JW Therapeutics announced that the National Medical Products Administration (NMPA) of China has approved the supplemental New Drug Application (sNDA) for its anti-CD19 autologous chimeric antigen receptor T (CAR-T) cell immunotherapy product relmacabtagene autoleucel injection (hereafter abbreviated as relma-cel, trade name: Carteyva(R)) for the treatment of adult patients with follicular lymphoma that is refractory or that relapses within 24 months of second-line or above systemic treatment (r/r FL). This is the second approved indication for relma-cel following its initial approval and launch in September last year, and makes it the first cell immunotherapy product approved in China for the treatment of r/r FL patients. This approval is based on the 6 months clinical results from cohort B of a single-arm, multi-center, pivotal study (RELIANCE study) on Carteyva(R) in adult patients with relapsed or refractory B cell non-Hodgkin lymphoma in China.

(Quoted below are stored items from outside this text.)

// SPDX-License-Identifier: GPL-3.0-or-later

//! Iterative-deepening alpha-beta search with quiescence, transposition
//! table, staged move ordering and aspiration windows. Single threaded;
//! a driver thread may raise the abort flag at any time.

use std::sync::atomic::{AtomicBool, Ordering};
use std::sync::Arc;
use std::time::Instant;

use once_cell::sync::Lazy;

use crate::bitbase::{BitbaseRegistry, BitbaseValue};
use crate::eval::evaluate;
use crate::movegen::{Legal, MoveList};
use crate::movepick::{history_bonus, HistoryTable, MovePicker};
use crate::position::Position;
use crate::timeman::TimeManager;
use crate::tt::{Probe, TranspositionTable};
use crate::types::*;

/// Search limits handed over by the driver.
#[derive(Clone, Debug)]
pub struct Limits {
    pub depth: Depth,
    pub movetime: i64,
    pub nodes: u64,
    pub mate: i32,
    pub infinite: bool,
    pub time: [i64; 2],
    pub inc: [i64; 2],
    pub movestogo: i32,
    pub multi_pv: usize,
}

impl Default for Limits {
    fn default() -> Limits {
        Limits {
            depth: 0,
            movetime: 0,
            nodes: 0,
            mate: 0,
            infinite: false,
            time: [0; 2],
            inc: [0; 2],
            movestogo: 0,
            multi_pv: 1,
        }
    }
}

impl Limits {
    pub fn use_time_management(&self) -> bool {
        self.depth == 0
            && self.movetime == 0
            && self.nodes == 0
            && self.mate == 0
            && !self.infinite
            && (self.time[0] != 0 || self.time[1] != 0)
    }
}

#[derive(Clone, Copy, Debug, PartialEq, Eq)]
pub enum Score {
    Cp(i32),
    Mate(i32),
}

impl Score {
    pub fn from_value(v: Value) -> Score {
        if v >= Value::MATE_IN_MAX_PLY {
            Score::Mate((Value::MATE - v + 1).0 / 2)
        } else if v <= Value::MATED_IN_MAX_PLY {
            Score::Mate(-(Value::MATE + v).0 / 2)
        } else {
            Score::Cp(v.0)
        }
    }
}

/// Published after every completed iteration and on every new PV line.
#[derive(Clone, Debug)]
pub struct SearchInfo {
    pub depth: Depth,
    pub seldepth: i32,
    pub multipv: usize,
    pub score: Score,
    pub nodes: u64,
    pub time_ms: i64,
    pub pv: Vec<Move>,
}

pub trait InfoSink {
    fn on_info(&mut self, info: &SearchInfo);
}

/// Sink for tests and silent searches.
pub struct NullSink;

impl InfoSink for NullSink {
    fn on_info(&mut self, _info: &SearchInfo) {}
}
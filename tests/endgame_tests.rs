// SPDX-License-Identifier: GPL-3.0-or-later

//! End-to-end scenarios: bitbase generation feeding the search.

use std::sync::atomic::AtomicBool;
use std::sync::Arc;

use quartz::bitbase::{BitbaseRegistry, BitbaseValue};
use quartz::bitfile::Compression;
use quartz::bitgen::{generate, GeneratorConfig};
use quartz::position::Position;
use quartz::search::{Limits, NullSink, SearchResult, Searcher};
use quartz::signature::MaterialSignature;
use quartz::tt::TranspositionTable;
use quartz::types::*;

fn kpk_registry(dir: &std::path::Path) -> BitbaseRegistry {
    let mut registry = BitbaseRegistry::new();
    let cfg = GeneratorConfig {
        cores: 2,
        path: dir.to_path_buf(),
        compression: Compression::Lz4,
        ..GeneratorConfig::default()
    };
    generate(MaterialSignature::parse("KPK").unwrap(), &mut registry, &cfg).unwrap();
    registry
}

fn search_with(registry: &BitbaseRegistry, fen: &str, depth: Depth) -> SearchResult {
    let mut pos = Position::from_fen(fen).unwrap();
    let mut tt = TranspositionTable::new(8);
    let abort = Arc::new(AtomicBool::new(false));
    let us = pos.side_to_move();
    let limits = Limits {
        depth,
        ..Limits::default()
    };
    let mut searcher = Searcher::new(&mut tt, registry, limits, abort, us);
    searcher.run(&mut pos, &mut NullSink)
}

#[test]
fn kpk_probe_reports_the_win() {
    let dir = tempfile::tempdir().unwrap();
    let registry = kpk_registry(dir.path());

    let pos = Position::from_fen("4k3/8/8/8/8/8/4P3/4K3 w - - 0 1").unwrap();
    assert_eq!(registry.probe_value(&pos), BitbaseValue::Win);

    // Same pieces, black to move: still lost for the defender.
    let pos = Position::from_fen("4k3/8/8/8/8/8/4P3/4K3 b - - 0 1").unwrap();
    assert_eq!(registry.probe_value(&pos), BitbaseValue::Loss);
}

#[test]
fn kpk_search_with_bitbase_sees_the_win_immediately() {
    let dir = tempfile::tempdir().unwrap();
    let registry = kpk_registry(dir.path());

    let r = search_with(&registry, "4k3/8/8/8/8/8/4P3/4K3 w - - 0 1", 6);
    assert!(
        r.value >= Value::KNOWN_WIN - 500,
        "expected a tablebase win, got {:?}",
        r.value
    );
}

#[test]
fn kpk_search_without_bitbase_still_prefers_white() {
    let registry = BitbaseRegistry::new();
    let r = search_with(&registry, "4k3/8/8/8/8/8/4P3/4K3 w - - 0 1", 13);
    assert!(
        r.value >= Value(100),
        "white should be clearly better, got {:?}",
        r.value
    );
}

#[test]
fn bare_kings_draw_and_no_mating_material() {
    let pos = Position::from_fen("8/8/8/4k3/8/4K3/8/8 w - - 0 1").unwrap();
    assert!(!pos.has_enough_material_to_mate(WHITE));
    assert!(!pos.has_enough_material_to_mate(BLACK));

    let registry = BitbaseRegistry::new();
    let r = search_with(&registry, "8/8/8/4k3/8/4K3/8/8 w - - 0 1", 8);
    assert_eq!(r.value, Value::DRAW);
}

#[test]
fn queen_mate_at_shallow_depth() {
    let registry = BitbaseRegistry::new();
    let r = search_with(&registry, "7k/5Q2/5K2/8/8/8/8/8 w - - 0 1", 3);
    assert_eq!(r.value, Value::MATE - 1);
    // Qg7 delivers it.
    assert_eq!(r.best_move.to(), Square(54));
}

#[test]
fn draw_against_attached_bitbase_is_zero() {
    let dir = tempfile::tempdir().unwrap();
    let registry = kpk_registry(dir.path());

    // The classical rook-pawn corner draw scores zero with the bitbase
    // attached, whatever the evaluation thinks of the extra pawn.
    let r = search_with(&registry, "k7/8/8/8/8/8/P7/K7 w - - 0 1", 6);
    assert_eq!(r.value, Value::DRAW);
}
impl PieceList {
    pub fn from_signature(sig: MaterialSignature) -> PieceList {
        let mut pieces = vec![W_KING, B_KING];
        let mut pawn_count = 0;
        for c in [WHITE, BLACK] {
            for _ in 0..sig.count(c, PAWN) {
                pieces.push(Piece::make(c, PAWN));
                pawn_count += 1;
            }
        }
        for c in [WHITE, BLACK] {
            for pt in [KNIGHT, BISHOP, ROOK, QUEEN] {
                for _ in 0..sig.count(c, pt) {
                    pieces.push(Piece::make(c, pt));
                }
            }
        }
        PieceList { pieces, pawn_count }
    }

    pub fn len(&self) -> usize {
        self.pieces.len()
    }

    pub fn piece(&self, i: usize) -> Piece {
        self.pieces[i]
    }

    pub fn pawn_count(&self) -> usize {
        self.pawn_count
    }

    pub fn has_pawns(&self) -> bool {
        self.pawn_count != 0
    }

    /// Total index cardinality for this signature.
    pub fn size_in_bits(&self) -> u64 {
        let king_pairs = if self.has_pawns() {
            KING_PAIRS_WITH_PAWN
        } else {
            KING_PAIRS_NO_PAWN
        } as u64;
        let mut size = COLORS * king_pairs;
        for i in 0..self.pawn_count {
            size *= PAWN_SQUARES - i as u64;
        }
        let non_pawns = self.len() - 2 - self.pawn_count;
        for j in 0..non_pawns {
            size *= 64 - 2 - self.pawn_count as u64 - j as u64;
        }
        size
    }

    /// Extracts the squares of a position in list order. Duplicate
    /// pieces are read in ascending square order.
    pub fn squares_of(&self, pos: &Position) -> Vec<Square> {
        let mut squares = Vec::with_capacity(self.len());
        let mut cursor = EMPTY_BB;
        let mut prev = NO_PIECE;
        for &pc in self.pieces.iter() {
            if pc != prev {
                cursor = pos.pieces_cp(pc.color(), pc.piece_type());
                prev = pc;
            }
            debug_assert!(cursor != 0);
            let s = crate::bitboard::pop_lsb(&mut cursor);
            squares.push(s);
        }
        squares
    }
}
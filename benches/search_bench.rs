// SPDX-License-Identifier: GPL-3.0-or-later

use std::sync::atomic::AtomicBool;
use std::sync::Arc;

use criterion::{criterion_group, criterion_main, Criterion};

use quartz::bitbase::BitbaseRegistry;
use quartz::position::Position;
use quartz::search::{perft, Limits, NullSink, Searcher};
use quartz::tt::TranspositionTable;

fn bench_search(c: &mut Criterion) {
    c.bench_function("search middlegame depth 7", |b| {
        b.iter(|| {
            let mut pos = Position::from_fen(
                "r1bqkbnr/pppp1ppp/2n5/1B2p3/4P3/5N2/PPPP1PPP/RNBQK2R w KQkq - 4 4",
            )
            .unwrap();
            let mut tt = TranspositionTable::new(16);
            let registry = BitbaseRegistry::new();
            let abort = Arc::new(AtomicBool::new(false));
            let us = pos.side_to_move();
            let limits = Limits {
                depth: 7,
                ..Limits::default()
            };
            let mut searcher = Searcher::new(&mut tt, &registry, limits, abort, us);
            searcher.run(&mut pos, &mut NullSink)
        })
    });
}

fn bench_perft(c: &mut Criterion) {
    c.bench_function("perft startpos 4", |b| {
        b.iter(|| {
            let mut pos = Position::startpos();
            perft(&mut pos, 4)
        })
    });
}

criterion_group!(benches, bench_search, bench_perft);
criterion_main!(benches);
// Season rollover: returning players plus signed recruits, one class older.

use thiserror::Error;
use tracing::{debug, info};

use crate::analysis::RosterAnalysis;
use crate::roster::player::{is_redshirt_year, position_sort_order, Player, Status};

/// Year a senior class advances into.
pub const GRADUATED: &str = "GRADUATED";

#[derive(Debug, Error, PartialEq, Eq)]
pub enum SeasonError {
    #[error("roster is empty")]
    EmptyRoster,

    #[error("recruiting table is empty")]
    EmptyRecruits,
}

/// Next class for a plain or redshirted year. Unknown years are returned as-is.
fn next_class(year: &str) -> Option<&'static str> {
    let next = match year {
        "HS" => "FR",
        "FR" => "SO",
        "SO" => "JR",
        "JR" => "SR",
        "SR" => GRADUATED,
        "FR (RS)" => "SO (RS)",
        "SO (RS)" => "JR (RS)",
        "JR (RS)" => "SR (RS)",
        "SR (RS)" => GRADUATED,
        _ => return None,
    };
    Some(next)
}

/// Advance a returning player's year.
///
/// A player sitting out this season (`redshirt` set) whose year has no
/// redshirt marker yet keeps the class and gains ` (RS)`; everyone else moves
/// up one class.
pub fn advance_year(year: &str, redshirt: bool) -> String {
    if redshirt && !year.contains("RS") {
        format!("{year} (RS)")
    } else {
        next_class(year).map(str::to_string).unwrap_or_else(|| year.to_string())
    }
}

/// Advance a recruit's year (normally HS -> FR). Redshirt flags are ignored.
pub fn advance_recruit_year(year: &str) -> String {
    if is_redshirt_year(year) {
        return year.to_string();
    }
    next_class(year).map(str::to_string).unwrap_or_else(|| year.to_string())
}

fn leaves_program(status: Status, player: &Player) -> bool {
    status == Status::Graduating || player.is_departing()
}

/// Clear everything that belongs to the season just finished.
fn reset_season_markers(player: &mut Player) {
    player.redshirt = false;
    player.cut = false;
    player.transfer_out = false;
    player.drafted = None;
    player.rating = 0;
    player.base_rating = 0.0;
    player.committed_to = None;
    player.raw.clear();
}

/// Build next season's roster from an analysed roster and the recruiting table.
///
/// Graduating, cut, drafted and transferring players are dropped; the rest
/// advance a class. Recruits committed to `school` (compared against the
/// upper-cased name) join as freshmen. The result is sorted by position order
/// then by this season's rating, highest first, with per-season markers reset.
pub fn next_season(
    analysis: &RosterAnalysis,
    recruits: &[Player],
    school: &str,
) -> Result<Vec<Player>, SeasonError> {
    if analysis.players.is_empty() {
        return Err(SeasonError::EmptyRoster);
    }
    if recruits.is_empty() {
        return Err(SeasonError::EmptyRecruits);
    }

    let mut next: Vec<Player> = analysis
        .players
        .iter()
        .filter(|p| !leaves_program(p.status, &p.player))
        .map(|p| {
            let mut player = p.player.clone();
            player.year = advance_year(&player.year, player.redshirt);
            player
        })
        .collect();

    let returning = next.len();
    info!(
        "{} returning players, {} leaving",
        returning,
        analysis.players.len() - returning
    );

    let school_key = school.trim().to_uppercase();
    next.extend(
        recruits
            .iter()
            .filter(|r| r.committed_to.as_deref().map(str::trim) == Some(school_key.as_str()))
            .map(|r| {
                let mut player = r.clone();
                player.year = advance_recruit_year(&player.year);
                player
            }),
    );
    info!(
        "{} of {} recruits committed to {}",
        next.len() - returning,
        recruits.len(),
        school_key
    );

    next.sort_by(|a, b| {
        position_sort_order(&a.position)
            .cmp(&position_sort_order(&b.position))
            .then_with(|| b.rating.cmp(&a.rating))
    });

    for player in &mut next {
        debug!("Next season: {}", player);
        reset_season_markers(player);
    }

    Ok(next)
}
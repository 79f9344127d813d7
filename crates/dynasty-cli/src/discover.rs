// Input file discovery in a data directory (usually ~/Downloads).

use std::path::{Path, PathBuf};

use anyhow::Context;
use directories::UserDirs;

/// Default data directory: the user's Downloads folder.
pub fn default_data_dir() -> anyhow::Result<PathBuf> {
    UserDirs::new()
        .and_then(|dirs| dirs.download_dir().map(Path::to_path_buf))
        .context("could not locate the Downloads directory; pass --data-dir")
}

/// Roster exports, e.g. `Texas_Roster.csv`.
pub const ROSTER_PATTERN: &str = "*[Rr]oster.csv";
/// Recruiting board exports, e.g. `recruiting_2025.csv`.
pub const RECRUITING_PATTERN: &str = "*[Rr]ecruiting*.csv";

const MATCH_OPTIONS: glob::MatchOptions = glob::MatchOptions {
    case_sensitive: true,
    require_literal_separator: false,
    require_literal_leading_dot: false,
};

fn compile(pattern: &str) -> anyhow::Result<glob::Pattern> {
    glob::Pattern::new(pattern).with_context(|| format!("invalid file pattern {pattern:?}"))
}

fn name_matches(pattern: &glob::Pattern, name: &str) -> bool {
    pattern.matches_with(name, MATCH_OPTIONS)
}

/// Files directly in `dir` whose names match `pattern`, sorted by name.
pub fn find_files(dir: &Path, pattern: &str) -> anyhow::Result<Vec<PathBuf>> {
    let pattern = compile(pattern)?;
    let entries = std::fs::read_dir(dir)
        .with_context(|| format!("failed to read directory {}", dir.display()))?;

    let mut found = Vec::new();
    for entry in entries {
        let entry = entry.with_context(|| format!("failed to read entry in {}", dir.display()))?;
        let path = entry.path();
        let matches = path
            .file_name()
            .and_then(|n| n.to_str())
            .is_some_and(|name| name_matches(&pattern, name));
        if matches && path.is_file() {
            found.push(path);
        }
    }
    found.sort();
    Ok(found)
}
// ---------------------------------------------------------------------------
// Tests
// ---------------------------------------------------------------------------

#[cfg(test)]
mod tests {
    use super::*;
    use crate::roster::player::Status;

    const HEADER: &str = "FIRST NAME,LAST NAME,POSITION,YEAR,RATING,BASE RATING,DEV TRAIT,ARCHETYPE,REDSHIRT,CUT,DRAFTED";

    fn approx_eq(a: f64, b: f64) -> bool {
        (a - b).abs() < 1e-9
    }

    #[test]
    fn roster_csv_roundtrip_fields() {
        let csv_data = format!(
            "{HEADER}\n\
             Riley,Childers,TE,SO (RS),85,82,NORMAL,VERTICAL THREAT,FALSE,FALSE,\n\
             Chase,Thomas,wr,fr,80,82,star,SPEEDSTER,TRUE,,"
        );

        let table = read_roster(csv_data.as_bytes(), "test").unwrap();
        assert_eq!(table.players.len(), 2);
        assert_eq!(table.headers.len(), 11);

        let riley = &table.players[0];
        assert_eq!(riley.full_name(), "Riley Childers");
        assert_eq!(riley.year, "SO (RS)");
        assert_eq!(riley.rating, 85);
        assert!(approx_eq(riley.base_rating, 82.0));
        assert!(!riley.redshirt);
        assert!(riley.drafted.is_none());

        let chase = &table.players[1];
        assert_eq!(chase.position, "WR");
        assert_eq!(chase.year, "FR");
        assert_eq!(chase.dev_trait, "STAR");
        assert!(chase.redshirt);
        assert!(!chase.cut);
    }

    #[test]
    fn base_overall_alias_accepted() {
        let csv_data = "\
FIRST NAME,LAST NAME,POSITION,YEAR,OVERALL,BASE OVERALL,DEV TRAIT,ARCHETYPE,REDSHIRT,CUT,DRAFTED
Darian,Childers,LEDG,JR (RS),94,92,ELITE,SPEED RUSHER,FALSE,FALSE,";

        let table = read_roster(csv_data.as_bytes(), "test").unwrap();
        assert_eq!(table.players[0].rating, 94);
        assert!(approx_eq(table.players[0].base_rating, 92.0));
    }

    #[test]
    fn missing_columns_reported_together() {
        let csv_data = "FIRST NAME,LAST NAME,POSITION,YEAR\nA,B,QB,FR";

        let err = read_roster(csv_data.as_bytes(), "test").unwrap_err();
        match err {
            RosterError::MissingColumns { table, columns } => {
                assert_eq!(table, TableKind::Roster);
                assert_eq!(
                    columns,
                    vec![
                        "RATING",
                        "ARCHETYPE",
                        "DEV TRAIT",
                        "CUT",
                        "REDSHIRT",
                        "DRAFTED",
                        "BASE RATING"
                    ]
                );
            }
            other => panic!("expected MissingColumns, got: {other}"),
        }
    }

    #[test]
    fn missing_base_rating_reported_by_primary_name() {
        let csv_data = "\
FIRST NAME,LAST NAME,POSITION,YEAR,RATING,DEV TRAIT,ARCHETYPE,REDSHIRT,CUT,DRAFTED
A,B,QB,FR,80,NORMAL,,FALSE,FALSE,";

        let err = read_roster(csv_data.as_bytes(), "test").unwrap_err();
        assert!(err.to_string().contains("BASE RATING"));
        assert!(err.to_string().starts_with("roster table"));
    }

    #[test]
    fn empty_and_malformed_cells_default() {
        let csv_data = format!(
            "{HEADER}\n\
             Empty,Cells,QB,FR,,,,,,,\n\
             Bad,Numbers,QB,FR,abc,NaN,NORMAL,,no,0,\n\
             Short,Row,QB"
        );

        let table = read_roster(csv_data.as_bytes(), "test").unwrap();
        assert_eq!(table.players.len(), 3);
        for p in &table.players {
            assert!(approx_eq(p.base_rating, 0.0));
            assert!(!p.cut);
            assert!(!p.redshirt);
        }
        assert_eq!(table.players[0].rating, 0);
        assert_eq!(table.players[1].rating, 0);
        assert_eq!(table.players[2].year, "");
        assert_eq!(table.players[0].archetype, "");
    }

    #[test]
    fn recruits_require_commitment_column() {
        let csv_data = "FIRST NAME,LAST NAME,POSITION,YEAR\nA,B,QB,HS";
        let err = read_recruits(csv_data.as_bytes(), "test").unwrap_err();
        match err {
            RosterError::MissingColumns { table, columns } => {
                assert_eq!(table, TableKind::Recruits);
                assert_eq!(columns, vec!["COMMITTED TO"]);
            }
            other => panic!("expected MissingColumns, got: {other}"),
        }

        let csv_data = "FIRST NAME,LAST NAME,POSITION,YEAR,COMMITTED TO\nA,B,QB,HS,RICE";
        let table = read_recruits(csv_data.as_bytes(), "test").unwrap();
        assert_eq!(table.players[0].committed_to.as_deref(), Some("RICE"));
    }

    #[test]
    fn latin1_cells_do_not_fail_the_table() {
        let mut csv_data = format!("{HEADER}\n").into_bytes();
        csv_data.extend_from_slice(b"Jos\xe9,Ruiz,QB,FR,80,80,NORMAL,POCKET PASSER,FALSE,FALSE,\n");
        csv_data.extend_from_slice(b"Cole,Ward,QB,JR,90,92,ELITE,DUAL THREAT,FALSE,FALSE,\n");

        let table = read_roster(csv_data.as_slice(), "test").unwrap();
        assert_eq!(table.players.len(), 2);

        let jose = &table.players[0];
        assert_eq!(jose.first_name, "Jos\u{FFFD}");
        assert_eq!(jose.last_name, "Ruiz");
        assert_eq!(jose.rating, 80);
        assert_eq!(table.players[1].last_name, "Ward");
    }

    #[test]
    fn negative_drafted_words_are_not_drafted() {
        let csv_data = format!(
            "{HEADER}\n\
             Stay,Home,QB,JR,80,80,NORMAL,,FALSE,FALSE,FALSE\n\
             Also,Home,QB,JR,80,80,NORMAL,,FALSE,FALSE,no\n\
             Gone,Pro,QB,JR,80,80,NORMAL,,FALSE,FALSE,R2"
        );
        let table = read_roster(csv_data.as_bytes(), "test").unwrap();
        assert_eq!(table.players[0].drafted, None);
        assert_eq!(table.players[1].drafted, None);
        assert_eq!(table.players[2].drafted.as_deref(), Some("R2"));
        assert!(!table.players[0].is_departing());
        assert!(table.players[2].is_departing());
    }

    #[test]
    fn flag_spellings() {
        for truthy in ["TRUE", "True", "yes", "Y", "1", "x"] {
            assert!(parse_flag(truthy), "{truthy} should be true");
        }
        for falsy in ["FALSE", "", "no", "0", "maybe"] {
            assert!(!parse_flag(falsy), "{falsy} should be false");
        }
    }

    #[test]
    fn annotated_roster_keeps_source_columns() {
        let csv_data = "\
FIRST NAME,LAST NAME,POSITION,YEAR,RATING,BASE RATING,DEV TRAIT,ARCHETYPE,REDSHIRT,CUT,DRAFTED,VALUE,HOMETOWN
Riley,Childers,TE,SO (RS),85,82,NORMAL,VERTICAL THREAT,False,False,,999,Lubbock";
        let table = read_roster(csv_data.as_bytes(), "test").unwrap();
        let annotated = vec![AnnotatedPlayer {
            player: table.players[0].clone(),
            value: 116.85,
            status: Status::AtRisk,
            scheme_fit: Some(1.1),
        }];

        let mut out = Vec::new();
        write_annotated_roster(&mut out, &table.headers, &annotated).unwrap();
        let text = String::from_utf8(out).unwrap();
        let lines: Vec<&str> = text.lines().collect();

        assert_eq!(
            lines[0],
            "FIRST NAME,LAST NAME,POSITION,YEAR,RATING,BASE RATING,DEV TRAIT,ARCHETYPE,REDSHIRT,CUT,DRAFTED,VALUE,HOMETOWN,STATUS,SCHEME FIT"
        );
        assert_eq!(
            lines[1],
            "Riley,Childers,TE,SO (RS),85,82,NORMAL,VERTICAL THREAT,False,False,,116.85,Lubbock,AT RISK,1.1"
        );
    }

    #[test]
    fn next_roster_layout() {
        let player = Player {
            first_name: "Chase".into(),
            last_name: "Thomas".into(),
            position: "WR".into(),
            year: "SO".into(),
            archetype: "SPEEDSTER".into(),
            dev_trait: "STAR".into(),
            city: "Austin".into(),
            state: "TX".into(),
            ..Player::default()
        };

        let mut out = Vec::new();
        write_next_roster(&mut out, &[player]).unwrap();
        let text = String::from_utf8(out).unwrap();
        let lines: Vec<&str> = text.lines().collect();
        assert_eq!(lines[0], NEXT_ROSTER_COLUMNS.join(","));
        assert_eq!(
            lines[1],
            "FALSE,Chase,Thomas,SO,WR,,,Austin,TX,SPEEDSTER,STAR,FALSE,FALSE,,,"
        );
    }
}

The 3 months data were presented at the 63(rd) American Society of Hematology (ASH) Annual Meeting in December 2021. The cohort B results showed that Carteyva(R) demonstrated very high rates of durable disease response (overall response rate (ORR)=100%, complete response rate (CRR)=85.19% at month 3; ORR=92.58%, CRR=77.78% at month 6) and controllable CAR-T associated toxicities in patients with r/r FL. Given the currently available treatments in China, Carteyva(R) may become a treatment option with a higher benefit-risk ratio for patients with r/r FL, and has the potential to become a best-in- class CAR-T product.

As the first product of JW Therapeutics and the first CAR-T product approved as a Category 1 biologics product in China, relma-cel has been approved for two indications in China, including for the treatment of adult patients with relapsed or refractory large B-cell lymphoma (r/r LBCL) after two or more lines of systemic therapy, and the treatment of adult patients with follicular lymphoma that is refractory or that relapses within 24 months of second-line or above systemic treatment (r/r FL). Currently, to fully explore the clinical potential of Carteyva®, JW Therapeutics is conducting or planning to conduct more clinical studies on hematologic malignancies and autoimmune diseases, including third-line mantle cell lymphoma (MCL), third-line acute lymphoblastic leukemia (ALL), frontline and second-line large B-cell lymphoma (LBCL), and systemic lupus erythematosus (SLE).